This speaks to Paul’s authority and inspiration.
and Timothy our brother -- The name of Timothy is associated with Paul’s in the Epistles to the Philippians and Colossians. From the former Epistle to the Corinthians 1 Corinthians 16:10, we learn that Paul had sent Timothy to the church at Corinth, or that he expected that he would visit them. Paul had sent him into Macedonia in company with Erastus Acts 19:21-22, intending himself to follow them, and expecting that they would visit Achaia.
From the passage before us, it appears that Timothy had returned from this expedition, and was now with Paul.
Timothy is referred to again in 2 Corinthians 1:19 as one of three ministers who had preached the Gospel of Jesus Christ to them.
Corinth ... the whole of Achaia -- Paul wished this letter to be widely read by the saints in the area. cf. Romans 16:1.
Achaia, in the largest sense, included the whole of Greece. Achaia proper, however, was the district or province of which Corinth was the capital.
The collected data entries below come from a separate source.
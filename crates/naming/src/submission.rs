//! Submission filenames and extension-based submission typing.

use arxcat_filetype::FileTag;
use regex::Regex;
use serde::{Deserialize, Serialize};
use std::collections::HashSet;
use std::fmt::{Display, Formatter, Result as FmtResult};
use std::path::Path;
use std::sync::LazyLock;

static OLD_STYLE: LazyLock<Regex> =
    LazyLock::new(|| Regex::new(r"^([a-z\-]+)(\d{2})(\d{2})(\d{3})$").expect("static pattern compiles"));
static CURRENT_STYLE: LazyLock<Regex> =
    LazyLock::new(|| Regex::new(r"^(\d{2})(\d{2})\.(\d{4,5})$").expect("static pattern compiles"));

/// A parsed submission filename.
///
/// Pre-2008 submissions carry their subject category in the name
/// (`cond-mat9602101.gz` is cond-mat/9602101); current ones are numeric
/// (`1202.3054.gz` is arXiv 1202.3054). Either way the payload extension
/// is `.gz` or `.pdf`.
#[derive(Clone, Debug, PartialEq, Eq, Serialize, Deserialize)]
pub enum SubmissionName {
    Old { category: String, yy: u8, month: u8, number: String },
    Current { yy: u8, month: u8, number: String },
}

impl SubmissionName {
    /// Parse a submission filename. Returns `None` for anything outside
    /// the two conventions, including out-of-range months; the caller
    /// records the mismatch as a diagnostic, so this is not an error.
    #[must_use]
    pub fn parse(name: impl AsRef<Path>) -> Option<Self> {
        let name = name.as_ref();
        let extension = name.extension()?.to_str()?;
        if !matches!(extension, "gz" | "pdf") {
            return None;
        }
        let stem = name.file_stem()?.to_str()?;

        let parsed = if let Some(captures) = OLD_STYLE.captures(stem) {
            Self::Old {
                category: captures[1].to_string(),
                yy: captures[2].parse().ok()?,
                month: captures[3].parse().ok()?,
                number: captures[4].to_string(),
            }
        } else if let Some(captures) = CURRENT_STYLE.captures(stem) {
            Self::Current {
                yy: captures[1].parse().ok()?,
                month: captures[2].parse().ok()?,
                number: captures[3].to_string(),
            }
        } else {
            return None;
        };
        (1..=12).contains(&parsed.month()).then_some(parsed)
    }

    #[must_use]
    pub fn month(&self) -> u8 {
        match self {
            Self::Old { month, .. } | Self::Current { month, .. } => *month,
        }
    }

    /// The canonical abstract page URL for this submission.
    #[must_use]
    pub fn url(&self) -> String {
        match self {
            Self::Old { category, yy, month, number } => {
                format!("https://arxiv.org/abs/{category}/{yy:02}{month:02}{number}")
            },
            Self::Current { yy, month, number } => format!("https://arxiv.org/abs/{yy:02}{month:02}.{number}"),
        }
    }
}

impl Display for SubmissionName {
    fn fmt(&self, f: &mut Formatter<'_>) -> FmtResult {
        match self {
            Self::Old { category, yy, month, number } => write!(f, "{category}{yy:02}{month:02}{number}"),
            Self::Current { yy, month, number } => write!(f, "{yy:02}{month:02}.{number}"),
        }
    }
}

/// Overall submission type derived from the extensions of a submission's
/// file list.
#[derive(Clone, Copy, Debug, PartialEq, Eq, Serialize, Deserialize)]
#[serde(rename_all = "snake_case")]
pub enum SubmissionType {
    Pdf,
    Postscript,
    Tex,
    Unknown,
}

impl Display for SubmissionType {
    fn fmt(&self, f: &mut Formatter<'_>) -> FmtResult {
        f.write_str(match self {
            SubmissionType::Pdf => "pdf",
            SubmissionType::Postscript => "postscript",
            SubmissionType::Tex => "tex",
            SubmissionType::Unknown => "unknown",
        })
    }
}

/// File tags a TeX submission may legitimately contain besides its main
/// file.
const TEX_SUPPORTING: &[FileTag] = &[
    FileTag::TexLog,
    FileTag::TexFig,
    FileTag::ImageGif,
    FileTag::ImagePng,
    FileTag::ImageJpg,
    FileTag::TexBib,
    FileTag::TexClo,
    FileTag::TexBst,
    FileTag::TexToc,
    FileTag::TexCls,
    FileTag::TexBbl,
    FileTag::PostscriptEpsf,
    FileTag::TexPstexT,
    FileTag::TexPstex,
    FileTag::TexSty,
    FileTag::TexLatex209Main,
    FileTag::TexLatex2eMain,
    FileTag::TexTex,
    FileTag::Pdf,
    FileTag::PostscriptPs,
    FileTag::PostscriptEpsi,
    FileTag::PostscriptEps,
];

const TEX_MAIN: &[FileTag] = &[FileTag::TexTex, FileTag::TexLatex209Main, FileTag::TexLatex2eMain];

/// Classify a submission by the extensions of its file list.
///
/// Pure PostScript and pure PDF submissions are exactly that. A TeX
/// submission needs at least one candidate main file, and every other
/// file must come from the supporting set; one residual file outside it
/// makes the whole submission `Unknown`. This corroborates content
/// validation, it does not replace it.
#[must_use]
pub fn submission_type_by_extension<'a>(paths: impl IntoIterator<Item = &'a Path>) -> SubmissionType {
    let mut tags: HashSet<FileTag> = HashSet::new();
    for path in paths {
        let candidates = path
            .extension()
            .and_then(|ext| ext.to_str())
            .map(|ext| FileTag::from_extension(&ext.to_lowercase()))
            .unwrap_or_default();
        match candidates.is_empty() {
            true => {
                tags.insert(FileTag::Unknown);
            },
            false => tags.extend(candidates),
        }
    }

    if tags.len() == 1 && tags.contains(&FileTag::PostscriptPs) {
        return SubmissionType::Postscript;
    }
    if tags.len() == 1 && tags.contains(&FileTag::Pdf) {
        return SubmissionType::Pdf;
    }
    if TEX_MAIN.iter().any(|tag| tags.contains(tag)) {
        let residual = tags.iter().filter(|tag| !TEX_SUPPORTING.contains(tag)).count();
        return match residual {
            0 => SubmissionType::Tex,
            _ => SubmissionType::Unknown,
        };
    }
    SubmissionType::Unknown
}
See note on 2 Corinthians 9:2.
Grace to you -- This is Paul’s usual salutation; see the Romans 1:7 note; 1 Corinthians 1:3 note.
peace from God our Father -- Grace refers to the love of God in action with peace its result.
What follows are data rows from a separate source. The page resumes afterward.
//! The handler contract and dispatch table.

use crate::error::Result;
use crate::outcome::{Status, ValidationOutcome};
use arxcat_archive::ArchiveMember;
use arxcat_filetype::{Classification, Confidence, FileKind};
use std::collections::HashMap;
use tracing::instrument;

/// Capability contract shared by all type-specific validators.
///
/// Implementations must treat malformed input as data, not as failure:
/// anything readable-but-wrong is a [`Status::Invalid`] outcome with
/// diagnostics. Returning `Err` is reserved for environment failures and
/// is converted to a warning outcome by [`HandlerRegistry::dispatch`].
pub trait Handler: Send + Sync {
    fn validate(&self, member: &ArchiveMember, classification: &Classification) -> Result<ValidationOutcome>;
}

/// Maps coarse file kinds to their registered handler.
///
/// The table is explicit: handlers are registered at construction, nothing
/// is discovered. Re-registering a kind replaces the prior handler (last
/// write wins) and is logged, not rejected, so tests can swap a handler in
/// without new dispatch plumbing.
#[derive(Default)]
pub struct HandlerRegistry {
    handlers: HashMap<FileKind, Box<dyn Handler>>,
}

impl HandlerRegistry {
    #[must_use]
    pub fn new() -> Self {
        Self::default()
    }

    /// The standard handler set: nested archives (bounded by `max_depth`),
    /// PDF, PostScript/TeX, image, and XML.
    #[must_use]
    pub fn with_default_handlers(max_depth: usize) -> Self {
        let mut registry = Self::new();
        registry.register(FileKind::Archive, crate::handlers::ArchiveHandler::new(max_depth));
        registry.register(FileKind::Pdf, crate::handlers::PdfHandler);
        registry.register(FileKind::PostscriptTex, crate::handlers::PsTexHandler);
        registry.register(FileKind::Image, crate::handlers::ImageHandler);
        registry.register(FileKind::Xml, crate::handlers::XmlHandler);
        registry
    }

    /// Register a handler for a kind. Last write wins.
    pub fn register(&mut self, kind: FileKind, handler: impl Handler + 'static) {
        if self.handlers.insert(kind, Box::new(handler)).is_some() {
            tracing::warn!(%kind, "replaced previously registered handler");
        }
    }

    #[must_use]
    pub fn has_handler(&self, kind: FileKind) -> bool {
        self.handlers.contains_key(&kind)
    }

    /// Resolve the handler for a classified member and run it.
    ///
    /// Never fails: a missing handler yields an `invalid` outcome with a
    /// "no handler" diagnostic, and a handler error yields a `warning`
    /// outcome, so one member can never abort the rest of the archive.
    #[instrument(skip(self, member, classification), fields(path = %classification.path.display(), kind = %classification.kind()))]
    pub fn dispatch(&self, member: &ArchiveMember, classification: &Classification) -> ValidationOutcome {
        let kind = classification.kind();
        let mut outcome = match self.handlers.get(&kind) {
            Some(handler) => match handler.validate(member, classification) {
                Ok(outcome) => outcome,
                Err(error) => {
                    tracing::warn!(%error, "handler unavailable, downgrading to warning");
                    ValidationOutcome::warning(classification.tag, error.to_string())
                },
            },
            None => {
                tracing::warn!("no handler for type tag");
                ValidationOutcome::invalid(classification.tag, format!("no handler for type tag `{kind}`")).unhandled()
            },
        };
        if classification.confidence == Confidence::Extension && outcome.status == Status::Valid {
            outcome = outcome.diagnostic("type inferred from extension only");
        }
        outcome
    }
}

#[cfg(test)]
mod tests {
    use super::*;
    use crate::error::ErrorKind;
    use arxcat_filetype::FileTag;
    use std::path::Path;

    struct AlwaysValid;
    impl Handler for AlwaysValid {
        fn validate(&self, _: &ArchiveMember, classification: &Classification) -> Result<ValidationOutcome> {
            Ok(ValidationOutcome::valid(classification.tag))
        }
    }

    struct AlwaysUnavailable;
    impl Handler for AlwaysUnavailable {
        fn validate(&self, _: &ArchiveMember, _: &Classification) -> Result<ValidationOutcome> {
            exn::bail!(ErrorKind::Unavailable("decoder missing".to_string()))
        }
    }

    fn member_and_classification(path: &str, bytes: &[u8]) -> (ArchiveMember, Classification) {
        let member = ArchiveMember::new(path, bytes.to_vec());
        let classification = arxcat_filetype::classify_bytes(Path::new(path), bytes);
        (member, classification)
    }

    #[test]
    fn missing_handler_is_invalid_not_fatal() {
        let registry = HandlerRegistry::new();
        let (member, classification) = member_and_classification("doc.pdf", b"%PDF-1.4");
        let outcome = registry.dispatch(&member, &classification);
        assert_eq!(outcome.status, Status::Invalid);
        assert!(outcome.unhandled);
        assert!(outcome.diagnostics[0].contains("no handler"));
    }

    #[test]
    fn handler_error_becomes_warning() {
        let mut registry = HandlerRegistry::new();
        registry.register(FileKind::Pdf, AlwaysUnavailable);
        let (member, classification) = member_and_classification("doc.pdf", b"%PDF-1.4");
        let outcome = registry.dispatch(&member, &classification);
        assert_eq!(outcome.status, Status::Warning);
        assert!(outcome.diagnostics[0].contains("decoder missing"));
    }

    #[test]
    fn re_registration_replaces() {
        let mut registry = HandlerRegistry::new();
        registry.register(FileKind::Pdf, AlwaysUnavailable);
        registry.register(FileKind::Pdf, AlwaysValid);
        let (member, classification) = member_and_classification("doc.pdf", b"%PDF-1.4");
        assert_eq!(registry.dispatch(&member, &classification).status, Status::Valid);
    }

    #[test]
    fn extension_confidence_recorded_as_diagnostic() {
        let mut registry = HandlerRegistry::new();
        registry.register(FileKind::PostscriptTex, AlwaysValid);
        let (member, classification) = member_and_classification("macros.tex", b"\\relax");
        let outcome = registry.dispatch(&member, &classification);
        assert_eq!(outcome.status, Status::Valid);
        assert!(outcome.diagnostics.iter().any(|d| d.contains("extension only")));
    }

    #[test]
    fn default_set_covers_every_dispatchable_kind() {
        let registry = HandlerRegistry::with_default_handlers(2);
        for kind in [FileKind::Archive, FileKind::Pdf, FileKind::PostscriptTex, FileKind::Image, FileKind::Xml] {
            assert!(registry.has_handler(kind), "missing handler for {kind}");
        }
        assert!(!registry.has_handler(FileKind::Unknown));
    }

    #[test]
    fn unknown_member_surfaces_in_diagnostics() {
        let registry = HandlerRegistry::with_default_handlers(2);
        let (member, classification) = member_and_classification("mystery.bin", &[0x00, 0x01, 0x02]);
        assert_eq!(classification.tag, FileTag::Unknown);
        let outcome = registry.dispatch(&member, &classification);
        assert_eq!(outcome.status, Status::Invalid);
        assert!(outcome.unhandled);
    }
}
Some assert that "peace" reflects a Hebrew term "shalom". It is possible that Paul knew this combination of terms from the Aaronic blessing of Numbers 6:24-26.
Note that Paul calls God "Father" in sucessive verses, 2 Corinthians 1:2-3.
Grace is the favor of God, and peace the bleassing of being restored to God’s favor abter being opposed to Him.
Blessed [Praised] -- Paul usually formed a prayer of thanksgiving for the recipients of his letter, but in this letter the prayer ("eulogy" G2128) is directed to God.
Blessed - The Greek word translated “blessed” (eulogetos) occurs eight times in the New Testament mostly in Paul’s writings. It always occurs with the person of God. It expresses both gratitude and adoration (cf. Ephesians 1:3; 1 Peter 1:3).
the God -- This prayer of praise, vv. 3–11, describes God in three ways: (1) He is the Father of Jesus; (2) He is the Father of all mercy; and (3) He is the God of all comfort!
Father of mercies -- Paul’s language is similar to the usual Jewish liturgical prayer from the synagogue prayer that called for God to treat the sinful individual with kindness, love, and tenderness (Romans 12:1; cf. 2 Samuel 24:14; Psalms 103:13-14; Micah 7:18-20).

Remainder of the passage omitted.